| Brief |
Check each line of the material below for "format", then copy the ones that contain it.

| Supplied data |
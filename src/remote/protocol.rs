//! Gemini Live wire format.
//!
//! Outbound: one `setup` message, then `realtimeInput` messages carrying
//! either media chunks or text. Inbound: `setupComplete`, and
//! `serverContent` with model turn parts, `interrupted` and `turnComplete`
//! flags. Inbound messages are flattened into an ordered list of
//! [`ServerEvent`]s so the session handles each case exhaustively.

use serde::{Deserialize, Serialize};

use super::{ConnectParams, RealtimeInput, RemoteError};
use crate::audio::TransportBlob;

// ---- client -> server ----

#[derive(Debug, Serialize)]
#[serde(rename_all = "camelCase")]
pub struct SetupMessage {
    pub setup: Setup,
}

#[derive(Debug, Serialize)]
#[serde(rename_all = "camelCase")]
pub struct Setup {
    pub model: String,
    pub generation_config: GenerationConfig,
}

#[derive(Debug, Serialize)]
#[serde(rename_all = "camelCase")]
pub struct GenerationConfig {
    pub response_modalities: Vec<super::Modality>,
    pub speech_config: SpeechConfig,
}

#[derive(Debug, Serialize)]
#[serde(rename_all = "camelCase")]
pub struct SpeechConfig {
    pub voice_config: VoiceConfig,
}

#[derive(Debug, Serialize)]
#[serde(rename_all = "camelCase")]
pub struct VoiceConfig {
    pub prebuilt_voice_config: PrebuiltVoiceConfig,
}

#[derive(Debug, Serialize)]
#[serde(rename_all = "camelCase")]
pub struct PrebuiltVoiceConfig {
    pub voice_name: String,
}

impl SetupMessage {
    pub fn from_params(params: &ConnectParams) -> Self {
        let model = if params.model.starts_with("models/") {
            params.model.clone()
        } else {
            format!("models/{}", params.model)
        };
        Self {
            setup: Setup {
                model,
                generation_config: GenerationConfig {
                    response_modalities: params.response_modalities.clone(),
                    speech_config: SpeechConfig {
                        voice_config: VoiceConfig {
                            prebuilt_voice_config: PrebuiltVoiceConfig {
                                voice_name: params.voice_name.clone(),
                            },
                        },
                    },
                },
            },
        }
    }
}

#[derive(Debug, Serialize)]
#[serde(rename_all = "camelCase")]
pub struct RealtimeInputMessage {
    pub realtime_input: RealtimeInputPayload,
}

#[derive(Debug, Default, Serialize)]
#[serde(rename_all = "camelCase")]
pub struct RealtimeInputPayload {
    #[serde(skip_serializing_if = "Option::is_none")]
    pub media_chunks: Option<Vec<TransportBlob>>,
    #[serde(skip_serializing_if = "Option::is_none")]
    pub text: Option<String>,
}

impl From<RealtimeInput> for RealtimeInputMessage {
    fn from(input: RealtimeInput) -> Self {
        let realtime_input = match input {
            RealtimeInput::Media(blob) => RealtimeInputPayload {
                media_chunks: Some(vec![blob]),
                ..Default::default()
            },
            RealtimeInput::Text(text) => RealtimeInputPayload {
                text: Some(text),
                ..Default::default()
            },
        };
        Self { realtime_input }
    }
}

// ---- server -> client ----

#[derive(Debug, Default, Deserialize)]
#[serde(rename_all = "camelCase")]
pub struct LiveServerMessage {
    #[serde(default)]
    pub setup_complete: Option<serde_json::Value>,
    #[serde(default)]
    pub server_content: Option<ServerContent>,
}

#[derive(Debug, Default, Deserialize)]
#[serde(rename_all = "camelCase")]
pub struct ServerContent {
    #[serde(default)]
    pub model_turn: Option<Content>,
    #[serde(default)]
    pub interrupted: Option<bool>,
    #[serde(default)]
    pub turn_complete: Option<bool>,
}

#[derive(Debug, Default, Deserialize)]
pub struct Content {
    #[serde(default)]
    pub parts: Vec<Part>,
}

#[derive(Debug, Default, Deserialize)]
#[serde(rename_all = "camelCase")]
pub struct Part {
    #[serde(default)]
    pub text: Option<String>,
    #[serde(default)]
    pub inline_data: Option<InlineData>,
}

#[derive(Debug, Default, Deserialize)]
#[serde(rename_all = "camelCase")]
pub struct InlineData {
    #[serde(default)]
    pub mime_type: Option<String>,
    #[serde(default)]
    pub data: Option<String>,
}

/// One thing the service told us, in handling order.
#[derive(Debug, Clone, PartialEq, Serialize)]
#[serde(tag = "type", rename_all = "snake_case")]
pub enum ServerEvent {
    /// Base64 PCM16 audio at the output rate
    Audio { mime_type: String, data: String },
    Interrupted,
    Text { text: String },
    TurnComplete,
    SetupComplete,
}

/// A parsed inbound message.
#[derive(Debug, Clone, PartialEq, Default)]
pub struct ServerMessage {
    pub events: Vec<ServerEvent>,
    pub has_model_turn: bool,
}

impl ServerMessage {
    pub fn new(events: Vec<ServerEvent>) -> Self {
        let has_model_turn = events
            .iter()
            .any(|e| matches!(e, ServerEvent::Audio { .. } | ServerEvent::Text { .. }));
        Self { events, has_model_turn }
    }

    /// Short label used in the processing status text.
    pub fn description(&self) -> &'static str {
        if self.has_model_turn {
            "model response"
        } else if self.events.contains(&ServerEvent::Interrupted) {
            "interruption"
        } else {
            "server message"
        }
    }

    pub fn is_setup_complete(&self) -> bool {
        self.events.contains(&ServerEvent::SetupComplete)
    }

    /// The message without its setup acknowledgement.
    pub fn without_setup(mut self) -> Self {
        self.events.retain(|e| *e != ServerEvent::SetupComplete);
        self
    }
}

impl From<LiveServerMessage> for ServerMessage {
    fn from(message: LiveServerMessage) -> Self {
        let mut audio = Vec::new();
        let mut text = Vec::new();
        let mut interrupted = false;
        let mut turn_complete = false;
        let mut has_model_turn = false;

        if let Some(content) = message.server_content {
            if let Some(turn) = content.model_turn {
                has_model_turn = true;
                for part in turn.parts {
                    if let Some(inline) = part.inline_data {
                        let mime_type = inline.mime_type.unwrap_or_default();
                        match inline.data {
                            Some(data) if !data.is_empty() && mime_type.starts_with("audio/") => {
                                audio.push(ServerEvent::Audio { mime_type, data });
                            }
                            _ => {}
                        }
                    }
                    if let Some(t) = part.text {
                        text.push(ServerEvent::Text { text: t });
                    }
                }
            }
            interrupted = content.interrupted.unwrap_or(false);
            turn_complete = content.turn_complete.unwrap_or(false);
        }

        let mut events = audio;
        if interrupted {
            events.push(ServerEvent::Interrupted);
        }
        events.extend(text);
        if turn_complete {
            events.push(ServerEvent::TurnComplete);
        }
        if message.setup_complete.is_some() {
            events.push(ServerEvent::SetupComplete);
        }

        Self { events, has_model_turn }
    }
}

/// Parse one inbound frame.
pub fn parse_server_message(payload: &[u8]) -> Result<ServerMessage, RemoteError> {
    let message: LiveServerMessage =
        serde_json::from_slice(payload).map_err(|e| RemoteError::Protocol(e.to_string()))?;
    Ok(message.into())
}

#[cfg(test)]
mod tests {
    use super::*;
    use serde_json::json;

    #[test]
    fn test_setup_message_shape() {
        let value = serde_json::to_value(SetupMessage::from_params(&ConnectParams::default())).unwrap();
        assert_eq!(
            value,
            json!({
                "setup": {
                    "model": "models/gemini-2.5-flash-preview-native-audio-dialog",
                    "generationConfig": {
                        "responseModalities": ["AUDIO"],
                        "speechConfig": {
                            "voiceConfig": { "prebuiltVoiceConfig": { "voiceName": "Orus" } }
                        }
                    }
                }
            })
        );
    }

    #[test]
    fn test_realtime_input_shapes() {
        let media = RealtimeInputMessage::from(RealtimeInput::Media(TransportBlob {
            mime_type: "audio/pcm;rate=16000".to_string(),
            data: "AAA=".to_string(),
        }));
        assert_eq!(
            serde_json::to_value(media).unwrap(),
            json!({ "realtimeInput": { "mediaChunks": [{ "mimeType": "audio/pcm;rate=16000", "data": "AAA=" }] } })
        );

        let text = RealtimeInputMessage::from(RealtimeInput::Text("hello".to_string()));
        assert_eq!(
            serde_json::to_value(text).unwrap(),
            json!({ "realtimeInput": { "text": "hello" } })
        );
    }

    #[test]
    fn test_parse_model_turn_with_audio_and_text() {
        let payload = json!({
            "serverContent": {
                "modelTurn": { "parts": [
                    { "inlineData": { "mimeType": "audio/pcm;rate=24000", "data": "AAAA" } },
                    { "text": "Hi there" }
                ]},
                "turnComplete": true
            }
        });
        let message = parse_server_message(payload.to_string().as_bytes()).unwrap();
        assert_eq!(message.description(), "model response");
        assert_eq!(
            message.events,
            vec![
                ServerEvent::Audio { mime_type: "audio/pcm;rate=24000".to_string(), data: "AAAA".to_string() },
                ServerEvent::Text { text: "Hi there".to_string() },
                ServerEvent::TurnComplete,
            ]
        );
    }

    #[test]
    fn test_parse_interruption() {
        let message = parse_server_message(br#"{"serverContent":{"interrupted":true}}"#).unwrap();
        assert_eq!(message.events, vec![ServerEvent::Interrupted]);
        assert_eq!(message.description(), "interruption");
    }

    #[test]
    fn test_audio_is_handled_before_interruption_and_text() {
        let payload = json!({
            "serverContent": {
                "modelTurn": { "parts": [{ "text": "cut", "inlineData": { "mimeType": "audio/pcm", "data": "AAAA" } }] },
                "interrupted": true
            }
        });
        let message = parse_server_message(payload.to_string().as_bytes()).unwrap();
        assert!(matches!(message.events[0], ServerEvent::Audio { .. }));
        assert_eq!(message.events[1], ServerEvent::Interrupted);
        assert_eq!(message.events[2], ServerEvent::Text { text: "cut".to_string() });
    }

    #[test]
    fn test_non_audio_inline_data_is_ignored() {
        let payload = json!({
            "serverContent": { "modelTurn": { "parts": [{ "inlineData": { "mimeType": "image/png", "data": "AAAA" } }] } }
        });
        let message = parse_server_message(payload.to_string().as_bytes()).unwrap();
        assert!(message.events.is_empty());
        assert_eq!(message.description(), "model response");
    }

    #[test]
    fn test_setup_complete_and_unknown_fields() {
        let message = parse_server_message(br#"{"setupComplete":{},"usageMetadata":{"totalTokenCount":3}}"#).unwrap();
        assert!(message.is_setup_complete());
        assert_eq!(message.description(), "server message");
        assert!(message.without_setup().events.is_empty());
    }

    #[test]
    fn test_garbage_is_a_protocol_error() {
        assert!(matches!(parse_server_message(b"not json"), Err(RemoteError::Protocol(_))));
    }
}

| Exercise solution |
//! Gemini Live wire format.
            format!("models/{}", params.model)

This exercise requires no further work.